向霄远神清气爽,收拾好自己后,开门,来到陈三宝门前,再次捋了捋头发、摸了摸衣领,费了半天劲摆出一个看似不经意实则必须全身肌肉用力的才能好看的姿势,敲响了门:“小少爷,是我。”

“等一下!”陈三宝的声音从里面传出来。

结果这“一下”愣是等了快一刻钟,向霄远全身肌肉都酸痛了,才等来陈三宝的“来了来了”。

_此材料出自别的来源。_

#[cfg(test)]
mod tests {
    use super::archive::tests::build_zip;
    use super::*;
    use tempfile::TempDir;

    const PLUGIN_PHP: &str = "<?php\n/*\n * Plugin Name: Acme Widget\n * Author: Acme\n * Version: 1.0.0\n */\n";

    fn zip_bytes(dir: &Path, entries: &[(&str, &str)]) -> Vec<u8> {
        let path = dir.join("fixture.zip");
        build_zip(&path, entries);
        std::fs::read(path).unwrap()
    }

    async fn serve(server: &mut mockito::Server, path: &str, body: Vec<u8>) -> mockito::Mock {
        server
            .mock("GET", path)
            .with_status(200)
            .with_header("content-type", "application/zip")
            .with_body(body)
            .create_async()
            .await
    }

    #[tokio::test]
    async fn test_install_renames_to_slug() {
        let tmp = TempDir::new().unwrap();
        let mut server = mockito::Server::new_async().await;
        let body = zip_bytes(tmp.path(), &[("acme-widget-abc1234/widget.php", PLUGIN_PHP)]);
        serve(&mut server, "/repos/acme/widget/zipball", body).await;

        let installer = Installer::new(tmp.path().join("plugins"), tmp.path().join("themes")).unwrap();
        let request = InstallRequest::new(
            format!("{}/repos/acme/widget/zipball", server.url()),
            PackageKind::Plugin,
        );
        let installed = installer.install(&request).await.unwrap();

        assert_eq!(installed.folder, "widget");
        assert_eq!(installed.path, tmp.path().join("plugins/widget"));
        assert_eq!(installed.identity.installed_path, "widget/widget.php");
        assert_eq!(installed.identity.name, "Acme Widget");
        assert!(!tmp.path().join("plugins/acme-widget-abc1234").exists());
    }

    #[tokio::test]
    async fn test_reinstall_reuses_folder() {
        let tmp = TempDir::new().unwrap();
        let mut server = mockito::Server::new_async().await;
        let installer = Installer::new(tmp.path().join("plugins"), tmp.path().join("themes")).unwrap();
        let url = format!("{}/repos/acme/widget/zipball", server.url());

        let v1 = zip_bytes(tmp.path(), &[("acme-widget-abc1234/widget.php", PLUGIN_PHP)]);
        let first = serve(&mut server, "/repos/acme/widget/zipball", v1).await;
        installer
            .install(&InstallRequest::new(url.clone(), PackageKind::Plugin))
            .await
            .unwrap();
        first.remove_async().await;

        let v2_php = PLUGIN_PHP.replace("1.0.0", "1.1.0");
        let v2 = zip_bytes(tmp.path(), &[("acme-widget-def5678/widget.php", v2_php.as_str())]);
        serve(&mut server, "/repos/acme/widget/zipball", v2).await;
        let second = installer
            .install(&InstallRequest::new(url, PackageKind::Plugin))
            .await
            .unwrap();

        assert_eq!(second.identity.version, "1.1.0");
        let folders: Vec<String> = std::fs::read_dir(tmp.path().join("plugins"))
            .unwrap()
            .map(|e| e.unwrap().file_name().to_string_lossy().into_owned())
            .collect();
        assert_eq!(folders, vec!["widget".to_string()]);
    }

    #[tokio::test]
    async fn test_update_targets_existing_folder() {
        let tmp = TempDir::new().unwrap();
        let mut server = mockito::Server::new_async().await;
        let body = zip_bytes(tmp.path(), &[("acme-widget-abc1234/widget.php", PLUGIN_PHP)]);
        serve(&mut server, "/repos/acme/widget/zipball", body).await;

        let installer = Installer::new(tmp.path().join("plugins"), tmp.path().join("themes")).unwrap();
        let request = InstallRequest::new(
            format!("{}/repos/acme/widget/zipball", server.url()),
            PackageKind::Plugin,
        )
        .target(TargetFolder::Existing("acme-widget".to_string()));

        let installed = installer.install(&request).await.unwrap();
        assert_eq!(installed.folder, "acme-widget");
        assert_eq!(installed.identity.installed_path, "acme-widget/widget.php");
    }

    #[tokio::test]
    async fn test_install_theme() {
        let tmp = TempDir::new().unwrap();
        let mut server = mockito::Server::new_async().await;
        let body = zip_bytes(
            tmp.path(),
            &[(
                "acme-dusk-abc1234/style.css",
                "/*\nTheme Name: Dusk\nVersion: 2.1.0\n*/",
            )],
        );
        serve(&mut server, "/repos/acme/dusk/zipball", body).await;

        let installer = Installer::new(tmp.path().join("plugins"), tmp.path().join("themes")).unwrap();
        let installed = installer
            .install(&InstallRequest::new(
                format!("{}/repos/acme/dusk/zipball", server.url()),
                PackageKind::Theme,
            ))
            .await
            .unwrap();
        assert_eq!(installed.path, tmp.path().join("themes/dusk"));
        assert_eq!(installed.identity.installed_path, "dusk");
    }

    #[tokio::test]
    async fn test_download_status_stops_pipeline() {
        let tmp = TempDir::new().unwrap();
        let mut server = mockito::Server::new_async().await;
        server
            .mock("GET", "/repos/acme/secret/zipball")
            .with_status(401)
            .create_async()
            .await;

        let installer = Installer::new(tmp.path().join("plugins"), tmp.path().join("themes")).unwrap();
        let err = installer
            .install(
                &InstallRequest::new(
                    format!("{}/repos/acme/secret/zipball", server.url()),
                    PackageKind::Plugin,
                )
                .credential(Some("ghp_bad".into())),
            )
            .await
            .unwrap_err();
        assert_eq!(err.stage(), InstallStage::Downloaded);
        assert!(!tmp.path().join("plugins").exists());
    }

    #[tokio::test]
    async fn test_invalid_package_leaves_no_folder() {
        let tmp = TempDir::new().unwrap();
        let mut server = mockito::Server::new_async().await;
        let body = zip_bytes(tmp.path(), &[("acme-widget-abc1234/readme.txt", "no php here")]);
        serve(&mut server, "/repos/acme/widget/zipball", body).await;

        let installer = Installer::new(tmp.path().join("plugins"), tmp.path().join("themes")).unwrap();
        let err = installer
            .install(&InstallRequest::new(
                format!("{}/repos/acme/widget/zipball", server.url()),
                PackageKind::Plugin,
            ))
            .await
            .unwrap_err();
        assert_eq!(err.stage(), InstallStage::Verified);

        let leftovers: Vec<_> = std::fs::read_dir(tmp.path().join("plugins")).unwrap().collect();
        assert!(leftovers.is_empty());
    }

    #[tokio::test]
    async fn test_install_clears_interrupted_staging() {
        let tmp = TempDir::new().unwrap();
        let plugins = tmp.path().join("plugins");
        std::fs::create_dir_all(plugins.join(".repopress-dead01/acme-widget-abc1234")).unwrap();
        std::fs::write(
            plugins.join(".repopress-dead01/acme-widget-abc1234/widget.php"),
            PLUGIN_PHP,
        )
        .unwrap();
        std::fs::create_dir_all(plugins.join(".widget.previous-4000000000")).unwrap();

        let mut server = mockito::Server::new_async().await;
        let body = zip_bytes(tmp.path(), &[("acme-widget-abc1234/widget.php", PLUGIN_PHP)]);
        serve(&mut server, "/repos/acme/widget/zipball", body).await;

        let installer = Installer::new(&plugins, tmp.path().join("themes"))
            .unwrap()
            .with_stale_after(Duration::ZERO);
        installer
            .install(&InstallRequest::new(
                format!("{}/repos/acme/widget/zipball", server.url()),
                PackageKind::Plugin,
            ))
            .await
            .unwrap();

        let folders: Vec<String> = std::fs::read_dir(&plugins)
            .unwrap()
            .map(|e| e.unwrap().file_name().to_string_lossy().into_owned())
            .collect();
        assert_eq!(folders, vec!["widget".to_string()]);
    }

    struct FailingHost;

    impl HostInstaller for FailingHost {
        fn install(&self, _: &Path, _: &Path, _: &str) -> Result<PathBuf, InstallError> {
            Err(InstallError::HostInstall("disk full".into()))
        }
    }

    #[tokio::test]
    async fn test_host_failure_is_reported() {
        let tmp = TempDir::new().unwrap();
        let mut server = mockito::Server::new_async().await;
        let body = zip_bytes(tmp.path(), &[("acme-widget-abc1234/widget.php", PLUGIN_PHP)]);
        serve(&mut server, "/repos/acme/widget/zipball", body).await;

        let installer = Installer::new(tmp.path().join("plugins"), tmp.path().join("themes"))
            .unwrap()
            .with_host(Arc::new(FailingHost));
        let err = installer
            .install(&InstallRequest::new(
                format!("{}/repos/acme/widget/zipball", server.url()),
                PackageKind::Plugin,
            ))
            .await
            .unwrap_err();
        assert_eq!(err.stage(), InstallStage::Installed);
        assert!(err.to_string().contains("disk full"));
    }
}
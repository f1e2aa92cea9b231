//! GitHub API data models
//!
//! Explicit shapes for every payload the client consumes. Fields GitHub may
//! omit are `Option` or `#[serde(default)]`.

mod content;
mod release;
mod repo;

pub use content::ContentFile;
pub use release::{ChangelogEntry, Release, strip_version_prefix};
pub use repo::{
    BranchCommit, BranchDetails, CommitData, CommitSignature, Contributor, License, Owner,
    Repository, SearchResponse,
};
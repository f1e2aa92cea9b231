//! Release models and their changelog projection

use chrono::{DateTime, Utc};
use serde::{Deserialize, Serialize};

/// GitHub release
#[derive(Debug, Clone, Serialize, Deserialize)]
pub struct Release {
    pub tag_name: String,

    #[serde(default)]
    pub name: Option<String>,

    #[serde(default)]
    pub body: Option<String>,

    #[serde(default)]
    pub published_at: Option<DateTime<Utc>>,

    #[serde(default)]
    pub html_url: String,

    #[serde(default)]
    pub zipball_url: Option<String>,

    #[serde(default)]
    pub draft: bool,

    #[serde(default)]
    pub prerelease: bool,
}

impl Release {
    /// Tag name without a leading `v`.
    pub fn version(&self) -> String {
        strip_version_prefix(&self.tag_name).to_string()
    }
}

/// One changelog line derived from a release
#[derive(Debug, Clone, PartialEq, Eq, Serialize, Deserialize)]
pub struct ChangelogEntry {
    pub version: String,
    pub title: String,
    /// Release notes as written upstream (not yet sanitized)
    pub description: String,
    pub date: Option<DateTime<Utc>>,
    pub url: String,
}

impl From<&Release> for ChangelogEntry {
    fn from(release: &Release) -> Self {
        Self {
            version: release.version(),
            title: release.name.clone().unwrap_or_default().trim().to_string(),
            description: release.body.clone().unwrap_or_default(),
            date: release.published_at,
            url: release.html_url.clone(),
        }
    }
}

/// Strip leading `v`/`V` characters from a tag name.
pub fn strip_version_prefix(tag: &str) -> &str {
    tag.trim().trim_start_matches(['v', 'V'])
}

门里的声音由远及近,“吱嘎”一声开启,陈三宝快速钻了出来,又“砰”一下把门关上,这才说:“向大哥,早啊。”

“早啊,小少爷。”

“走,咱们快下去吃饭吧,我都快饿得不行了。”陈三宝把话赶得很紧,几乎在向霄远话音还没落下的时候就说话了,显出一种不同于往日的急躁。

向霄远微微皱眉,小少爷这是怎么了?怎么整个人都透着一股不对劲?

果然,陈三宝平日里高高翘起的马尾辫今天有些耷拉,腰间的蹀躞带上只挂了一只荷包,就连鞋子外侧也还沾染着昨日踩到的树叶。

他一定是十分慌乱才会这样的。

而且,他急于把房门关上,里面有什么不可见人的东西吗?

向霄远眉头轻皱,他并没有察觉屋里有其他人的气息,那会是什么呢?

前面,陈三宝咚咚咚地跑下楼,心里还在轰轰震动——天啊,向大哥应该没看到吧?太丢人了,真是太丢人了!

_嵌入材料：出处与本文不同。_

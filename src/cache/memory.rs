//! In-process cache backend

use std::collections::HashMap;
use std::sync::Mutex;
use std::time::{Duration, Instant};

use super::{CACHE_PREFIX, CacheStore};
use crate::error::CacheError;

struct Entry {
    data: Vec<u8>,
    expires_at: Instant,
}

/// [`CacheStore`] backed by a `HashMap`, for hosts without a disk cache
#[derive(Default)]
pub struct MemoryCache {
    entries: Mutex<HashMap<String, Entry>>,
}

impl MemoryCache {
    pub fn new() -> Self {
        Self::default()
    }

    fn lock(&self) -> Result<std::sync::MutexGuard<'_, HashMap<String, Entry>>, CacheError> {
        self.entries
            .lock()
            .map_err(|_| CacheError::Io("Memory cache lock poisoned".to_string()))
    }
}

impl CacheStore for MemoryCache {
    fn get(&self, key: &str) -> Result<Option<Vec<u8>>, CacheError> {
        let mut entries = self.lock()?;
        let expired = match entries.get(key) {
            None => return Ok(None),
            Some(entry) => entry.expires_at <= Instant::now(),
        };
        if expired {
            entries.remove(key);
            return Ok(None);
        }
        Ok(entries.get(key).map(|e| e.data.clone()))
    }

    fn set(&self, key: &str, data: &[u8], ttl: Duration) -> Result<(), CacheError> {
        let mut entries = self.lock()?;
        entries.insert(
            key.to_string(),
            Entry {
                data: data.to_vec(),
                expires_at: Instant::now() + ttl,
            },
        );
        Ok(())
    }

    fn delete(&self, key: &str) -> Result<bool, CacheError> {
        Ok(self.lock()?.remove(key).is_some())
    }

    fn clear_all(&self) -> Result<usize, CacheError> {
        let mut entries = self.lock()?;
        let before = entries.len();
        entries.retain(|k, _| !k.starts_with(CACHE_PREFIX));
        Ok(before - entries.len())
    }
}
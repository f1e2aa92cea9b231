//! Changelog HTML fragment built from releases

use crate::client::models::ChangelogEntry;
use crate::sanitize::{HtmlSanitizer, escape_html};

/// Render releases as a `<ul>` fragment, newest first as given.
///
/// Release notes go through `sanitizer`; versions, titles and links are
/// escaped.
pub fn render_changelog(entries: &[ChangelogEntry], sanitizer: &dyn HtmlSanitizer) -> String {
    let mut html = String::from("<ul class=\"repopress-changelog\">");
    for entry in entries {
        html.push_str("<li>");

        html.push_str("<h4>");
        html.push_str(&escape_html(&entry.version));
        if !entry.title.is_empty() {
            html.push_str(" (");
            html.push_str(&escape_html(&entry.title));
            html.push(')');
        }
        html.push_str("</h4>");

        if let Some(date) = entry.date {
            html.push_str("<p><strong>Released:</strong> ");
            html.push_str(&date.format("%B %-d, %Y %H:%M").to_string());
            html.push_str("</p>");
        }

        let notes = sanitizer.sanitize(entry.description.trim());
        if !notes.is_empty() {
            html.push_str("<p>");
            html.push_str(&nl2br(&notes));
            html.push_str("</p>");
        }

        if !entry.url.is_empty() {
            html.push_str("<p><a href=\"");
            html.push_str(&escape_html(&entry.url));
            html.push_str("\" target=\"_blank\" rel=\"noopener noreferrer\">View on GitHub</a></p>");
        }

        html.push_str("</li>");
    }
    html.push_str("</ul>");
    html
}

fn nl2br(text: &str) -> String {
    text.replace("\r\n", "\n").replace('\n', "<br />\n")
}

陈三宝只这么想着,耳朵就红了起来。但他并不知道,如此模样,落在向霄远眼中,显得愈发可疑了。

两人刚一下楼,就听到掌柜的在训人。

掌柜的:“怎么就忙不过来了?!”

小二:“真的忙不过来啊,叶琢那小子也不知道跑哪去了,昨个儿就不见了,现在就我一个人招呼客人,我得长八只手、八条腿才行啊。”

掌柜的:“我看你就是懒!”

“哎,掌柜的,别骂了,在再给我们添两盘馒头。”那边,吃饭的兵士喊了一声。

掌柜的立马换上笑脸:“好的官爷,这就来。”说着,一脚踢在小二屁股上。

小二捂着屁股,嘟囔着去了后厨,向霄远从他身边路过时,听到他在说“这个叶琢,死哪去了”什么的。

向霄远看了小二的背影一眼,摇了摇头。

叶豹这时候也伸着懒腰从二楼下来,三人凑在一桌吃饭。见叶豹动作自如,想来伤势已经好了很多,连花谷带出来的伤药果然好用。

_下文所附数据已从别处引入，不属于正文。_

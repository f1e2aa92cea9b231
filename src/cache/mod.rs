//! Local cache for GitHub responses and derived data
//!
//! [`CacheStore`] is the get/set/delete contract every cache backend honors.
//! [`CacheStorage`] persists entries in SQLite (large ones as file blobs);
//! [`MemoryCache`] keeps them in process. Entries expire lazily: an expired
//! entry is only noticed, and removed, when it is read.

pub mod client;
pub mod key;
pub mod memory;
pub mod storage;

use std::time::Duration;

use serde::{Serialize, de::DeserializeOwned};

use crate::error::CacheError;

/// Prefix shared by every key this crate writes
pub const CACHE_PREFIX: &str = "repopress_";

/// Fixed TTLs for data whose lifetime does not follow the user preference
pub struct CacheTtl;

impl CacheTtl {
    // Releases change rarely but users expect a fresh tag within the hour
    pub const CHANGELOG: Duration = Duration::from_secs(60 * 60); // 1 hr

    // Verdicts that failed on transport errors should be retried soon
    pub const NEGATIVE_VERDICT: Duration = Duration::from_secs(5 * 60); // 5 min

    // Scraped repository page
    pub const REPO_HTML: Duration = Duration::from_secs(60 * 60); // 1 hr
}

/// Keyed store with per-entry expiry
pub trait CacheStore: Send + Sync {
    /// Value for `key`, or `None` when absent or expired.
    fn get(&self, key: &str) -> Result<Option<Vec<u8>>, CacheError>;

    /// Store `data` under `key`, replacing any existing entry.
    fn set(&self, key: &str, data: &[u8], ttl: Duration) -> Result<(), CacheError>;

    /// Remove one entry. Returns whether it existed.
    fn delete(&self, key: &str) -> Result<bool, CacheError>;

    /// Remove every entry written under [`CACHE_PREFIX`].
    fn clear_all(&self) -> Result<usize, CacheError>;
}

/// Read and decode a JSON value; decode failures count as a miss.
pub fn get_json<T: DeserializeOwned>(cache: &dyn CacheStore, key: &str) -> Option<T> {
    match cache.get(key) {
        Ok(Some(data)) => serde_json::from_slice(&data).ok(),
        Ok(None) => None,
        Err(e) => {
            log::warn!("Cache read failed for {}: {}", key, e);
            None
        }
    }
}

/// Encode and store a JSON value. Cache write failures are logged, not raised.
pub fn set_json<T: Serialize>(cache: &dyn CacheStore, key: &str, value: &T, ttl: Duration) {
    match serde_json::to_vec(value) {
        Ok(json) => {
            if let Err(e) = cache.set(key, &json, ttl) {
                log::warn!("Cache write failed for {}: {}", key, e);
            }
        }
        Err(e) => log::warn!("Cache encode failed for {}: {}", key, e),
    }
}

// Re-export main types
pub use client::CachedGitHubClient;
pub use key::{cache_key, token_fingerprint};
pub use memory::MemoryCache;
pub use storage::CacheStorage;
//! Readme display cleanup

/// Lines at the top of a readme that count as its header block
pub const HEADER_REGION_LINES: usize = 40;

/// Header labels already shown elsewhere in the detail view
const REDUNDANT_HEADERS: &[&str] = &[
    "contributors",
    "donate link",
    "tags",
    "requires at least",
    "tested up to",
    "stable tag",
    "requires php",
    "license",
    "license uri",
];

/// Drop redundant `Label: value` lines from the header region of a readme.
///
/// Only the first [`HEADER_REGION_LINES`] lines are inspected; everything
/// after them is kept verbatim.
pub fn strip_header_lines(readme: &str) -> String {
    readme
        .split('\n')
        .enumerate()
        .filter(|(index, line)| *index >= HEADER_REGION_LINES || !is_redundant_header(line))
        .map(|(_, line)| line)
        .collect::<Vec<_>>()
        .join("\n")
}

fn is_redundant_header(line: &str) -> bool {
    let lower = line.trim_start().to_lowercase();
    REDUNDANT_HEADERS.iter().any(|header| {
        lower
            .strip_prefix(header)
            .is_some_and(|rest| rest.starts_with(':'))
    })
}
//! API trait definitions split by responsibility
//!
//! This module organizes the GitHub API surface into focused sub-traits:
//! - [`RepoApi`] - Search, repository, branch, contributor and release data
//! - [`ContentApi`] - Readme, file contents and scraped pages
//!
//! The [`GitHubApi`](super::GitHubApi) super-trait combines both.

mod content;
mod repo;

pub use content::ContentApi;
pub use repo::{MAX_CONTRIBUTORS, RepoApi};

饭还没吃完,就见镇国公从外面进来,深思的表情在看到向霄远的一瞬间变成了笃定。

向霄远:?

镇国公大步走来,在向霄远身边站定,语气和善、甚至温柔地说:“向大侠,我有一事相求。”

“噗咳咳!”向霄远被嘴里的汤呛住,眼泪都咳出来了,“您、我……”

等向霄远擦干眼泪,就发现大堂里那些兵士都不见了,只有一个粗面馒头在桌边摇摇晃晃,终于还是掉在地上咕噜噜滚远了。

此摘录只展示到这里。